POS KUPANG.COM, LARANTUKA --- Bupati Flores Timur (Flotim), Yoseph Lagadoni Herin, S.Sos, merevisi Memorandum of Understanding (MoU) penggunaan sebagian lahan Pelabuhan Pendaratan Ikan (PPI) Amagarapati-Larantuka.
Kerjasama penggunaan lahan tersebut telah disepakati dalam MoU antara Bupati Flotim dan Direktur PT Mitra Timur Raya Tama, Yohanes Galu Maran, Sabtu (21/1/2012) lalu.

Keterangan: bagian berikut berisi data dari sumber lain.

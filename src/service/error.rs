use axum::Json;
use axum::http::StatusCode;
use axum::response::{IntoResponse, Response};
use serde_json::json;

use crate::error::LabelError;
use crate::source::SourceError;

/// HTTP-facing error: malformed input is the caller's fault, everything
/// else is a server error. The body carries the raw message under an
/// `error` key, nothing more structured than that.
#[derive(Debug)]
pub struct ApiError {
    status: StatusCode,
    message: String,
}

impl ApiError {
    pub fn internal(message: impl Into<String>) -> Self {
        Self {
            status: StatusCode::INTERNAL_SERVER_ERROR,
            message: message.into(),
        }
    }

    pub fn status(&self) -> StatusCode {
        self.status
    }

    pub fn message(&self) -> &str {
        &self.message
    }
}

impl From<LabelError> for ApiError {
    fn from(err: LabelError) -> Self {
        let status = match err {
            LabelError::MalformedInput(_) => StatusCode::BAD_REQUEST,
            LabelError::Render(_) | LabelError::Io(_) => StatusCode::INTERNAL_SERVER_ERROR,
        };
        Self {
            status,
            message: err.to_string(),
        }
    }
}

impl From<SourceError> for ApiError {
    fn from(err: SourceError) -> Self {
        Self::internal(err.to_string())
    }
}

impl From<std::io::Error> for ApiError {
    fn from(err: std::io::Error) -> Self {
        Self::internal(err.to_string())
    }
}

impl IntoResponse for ApiError {
    fn into_response(self) -> Response {
        if self.status.is_server_error() {
            tracing::error!("request failed: {}", self.message);
        }
        (self.status, Json(json!({ "error": self.message }))).into_response()
    }
}

#[cfg(test)]
mod tests {
    use super::*;

    #[test]
    fn test_malformed_input_maps_to_client_error() {
        let err = ApiError::from(LabelError::MalformedInput("missing 'entries'".to_string()));
        assert_eq!(err.status(), StatusCode::BAD_REQUEST);
        assert!(err.message().contains("malformed input"));
    }

    #[test]
    fn test_render_failure_maps_to_server_error() {
        let err = ApiError::from(LabelError::Render("stream encode failed".to_string()));
        assert_eq!(err.status(), StatusCode::INTERNAL_SERVER_ERROR);
    }
}
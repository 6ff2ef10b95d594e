use std::collections::HashMap;

/// Artifact sequence left behind by latin-1/UTF-8 double encoding in the
/// upstream data feed. Stripped from every textual field before layout.
pub const ENCODING_ARTIFACT: &str = "\u{c2}";

/// The canonical label fields.
#[derive(Debug, Clone, Copy, PartialEq, Eq, Hash)]
pub enum FieldKey {
    Customer,
    Order,
    Content,
    Owner,
    Creator,
    Revision,
    Position,
    Mail,
    QrData,
}

impl FieldKey {
    pub const ALL: [FieldKey; 9] = [
        FieldKey::Customer,
        FieldKey::Order,
        FieldKey::Content,
        FieldKey::Owner,
        FieldKey::Creator,
        FieldKey::Revision,
        FieldKey::Position,
        FieldKey::Mail,
        FieldKey::QrData,
    ];

    /// Canonical key name as it appears in request payloads.
    pub fn as_str(self) -> &'static str {
        match self {
            FieldKey::Customer => "customer",
            FieldKey::Order => "order",
            FieldKey::Content => "content",
            FieldKey::Owner => "owner",
            FieldKey::Creator => "creator",
            FieldKey::Revision => "revision",
            FieldKey::Position => "position",
            FieldKey::Mail => "mail",
            FieldKey::QrData => "qr_data",
        }
    }

    /// Match an input key, case-insensitively, accepting common aliases.
    pub fn from_key(key: &str) -> Option<Self> {
        match key.trim().to_ascii_lowercase().as_str() {
            "customer" => Some(FieldKey::Customer),
            "order" => Some(FieldKey::Order),
            "content" | "contents" => Some(FieldKey::Content),
            "owner" => Some(FieldKey::Owner),
            "creator" => Some(FieldKey::Creator),
            "revision" => Some(FieldKey::Revision),
            "position" => Some(FieldKey::Position),
            "mail" | "email" => Some(FieldKey::Mail),
            "qr_data" | "qr" => Some(FieldKey::QrData),
            _ => None,
        }
    }
}

/// Values substituted for absent fields, resolved once at normalization.
#[derive(Debug, Clone)]
pub struct FieldDefaults {
    pub customer: String,
    pub order: String,
    pub content: String,
    pub owner: String,
    pub creator: String,
    pub revision: String,
    pub position: String,
    pub mail: String,
    /// Placeholder encoded into the QR when no payload is supplied.
    pub qr_data: String,
}

impl Default for FieldDefaults {
    fn default() -> Self {
        Self {
            customer: "Unknown Customer".to_string(),
            order: "Unknown Order".to_string(),
            content: String::new(),
            owner: "Default Owner".to_string(),
            creator: "Default Creator".to_string(),
            revision: "R0".to_string(),
            position: String::new(),
            mail: "dispatch@example.com".to_string(),
            qr_data: "UNSPECIFIED".to_string(),
        }
    }
}

impl FieldDefaults {
    pub fn value(&self, key: FieldKey) -> &str {
        match key {
            FieldKey::Customer => &self.customer,
            FieldKey::Order => &self.order,
            FieldKey::Content => &self.content,
            FieldKey::Owner => &self.owner,
            FieldKey::Creator => &self.creator,
            FieldKey::Revision => &self.revision,
            FieldKey::Position => &self.position,
            FieldKey::Mail => &self.mail,
            FieldKey::QrData => &self.qr_data,
        }
    }
}

/// One fully resolved label. Every field holds its final string value;
/// absent inputs were already replaced by defaults, so rendering never
/// needs to consult a fallback.
#[derive(Debug, Clone, PartialEq)]
pub struct LabelRecord {
    pub customer: String,
    pub order: String,
    pub content: String,
    pub owner: String,
    pub creator: String,
    pub revision: String,
    pub position: String,
    pub mail: String,
    pub qr_data: String,
}

impl LabelRecord {
    /// Build a record from a raw key/value mapping. Unknown keys are
    /// ignored; known keys win over defaults even when their value is
    /// empty (presence-or-default, not presence-and-non-empty).
    pub fn from_fields(fields: &HashMap<String, String>, defaults: &FieldDefaults) -> Self {
        let resolve = |key: FieldKey| -> String {
            fields
                .iter()
                .find(|(name, _)| FieldKey::from_key(name) == Some(key))
                .map(|(_, value)| value.trim().to_string())
                .unwrap_or_else(|| defaults.value(key).to_string())
        };

        Self {
            customer: resolve(FieldKey::Customer),
            order: resolve(FieldKey::Order),
            content: resolve(FieldKey::Content),
            owner: resolve(FieldKey::Owner),
            creator: resolve(FieldKey::Creator),
            revision: resolve(FieldKey::Revision),
            position: resolve(FieldKey::Position),
            mail: resolve(FieldKey::Mail),
            qr_data: resolve(FieldKey::QrData),
        }
    }

    pub fn field(&self, key: FieldKey) -> &str {
        match key {
            FieldKey::Customer => &self.customer,
            FieldKey::Order => &self.order,
            FieldKey::Content => &self.content,
            FieldKey::Owner => &self.owner,
            FieldKey::Creator => &self.creator,
            FieldKey::Revision => &self.revision,
            FieldKey::Position => &self.position,
            FieldKey::Mail => &self.mail,
            FieldKey::QrData => &self.qr_data,
        }
    }

    /// Title line: customer and order reference joined.
    pub fn title(&self) -> String {
        format!("{} {}", self.customer, self.order)
    }

    /// Copy of the record with the encoding artifact stripped from every
    /// textual field.
    pub fn sanitized(&self) -> Self {
        Self {
            customer: strip_artifacts(&self.customer),
            order: strip_artifacts(&self.order),
            content: strip_artifacts(&self.content),
            owner: strip_artifacts(&self.owner),
            creator: strip_artifacts(&self.creator),
            revision: strip_artifacts(&self.revision),
            position: strip_artifacts(&self.position),
            mail: strip_artifacts(&self.mail),
            qr_data: strip_artifacts(&self.qr_data),
        }
    }
}

/// Remove the corruption artifact; no other character is altered.
pub fn strip_artifacts(value: &str) -> String {
    value.replace(ENCODING_ARTIFACT, "")
}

Revisi dilakukan pada item waktu penggunaan sebagaimana sebelumnya dalam MoU yang ditandatangani lamanya 20 tahun, namun sesuai aturan sesuai masa jabatan bupati/walikota dan gubernur.
"Saat rakornas soal penggunaan aset bersama para menteri disampaikan juga tentang penggunaan aset pemerintah oleh pihak swasta untuk bisnis hingga 30 tahun. Namun, ketika melihat aturan, ternyata berbeda. Karena itu kita ikut aturan dengan merevisi kembali lamanya penggunaan lahan PPI. Hal ini bisa dilakukan karena dalam MoU pada item terakhir ada klausul bagi pemerintah dan pihak swasta untuk mengubah MoU tersebut bila bertentangan dengan aturan," jelas Bupati Yosni kepada wartawan, Selasa (7/2/2012).
Menegnai adanya permintaan DPRD agar kerjasama tersebut ditangguhkan hingga ada kejelasan status kepemilikan PPI, Yosni mengakui, menerima masukan maupun kontrol DPRD Flotim, namun kerjasama yang dilakukan untuk kepentingan daerah.
"Kerjasama penggunaan lahan sudah dikonsultasikan kepada pemerintah pusat dan disetujui. Menurut pemerintah pusat dalam hal ini, Dirjen Tangkap pada Departemen Kelautan dan Perikanan memperbolehkan sepanjang itu baik untuk kepentingan daerah dan masyarakat," tambahnya.
Diberitakan sebelumnya, Bupati Flotim, Yoseph Lagadoni Herin, bersama Direktur PT Mitra Timur Raya Tama, Yohanes Galu Maran, menandatangani MoU penggunaan sebagian lahan di Pelabuhan Pendaratan Ikan (PPI) Amagarapati untuk kepentingan bisnis. Penggunaan lahan tersebut berlangsung selama 20 tahun, terhitung sejak penandatanganan MoU.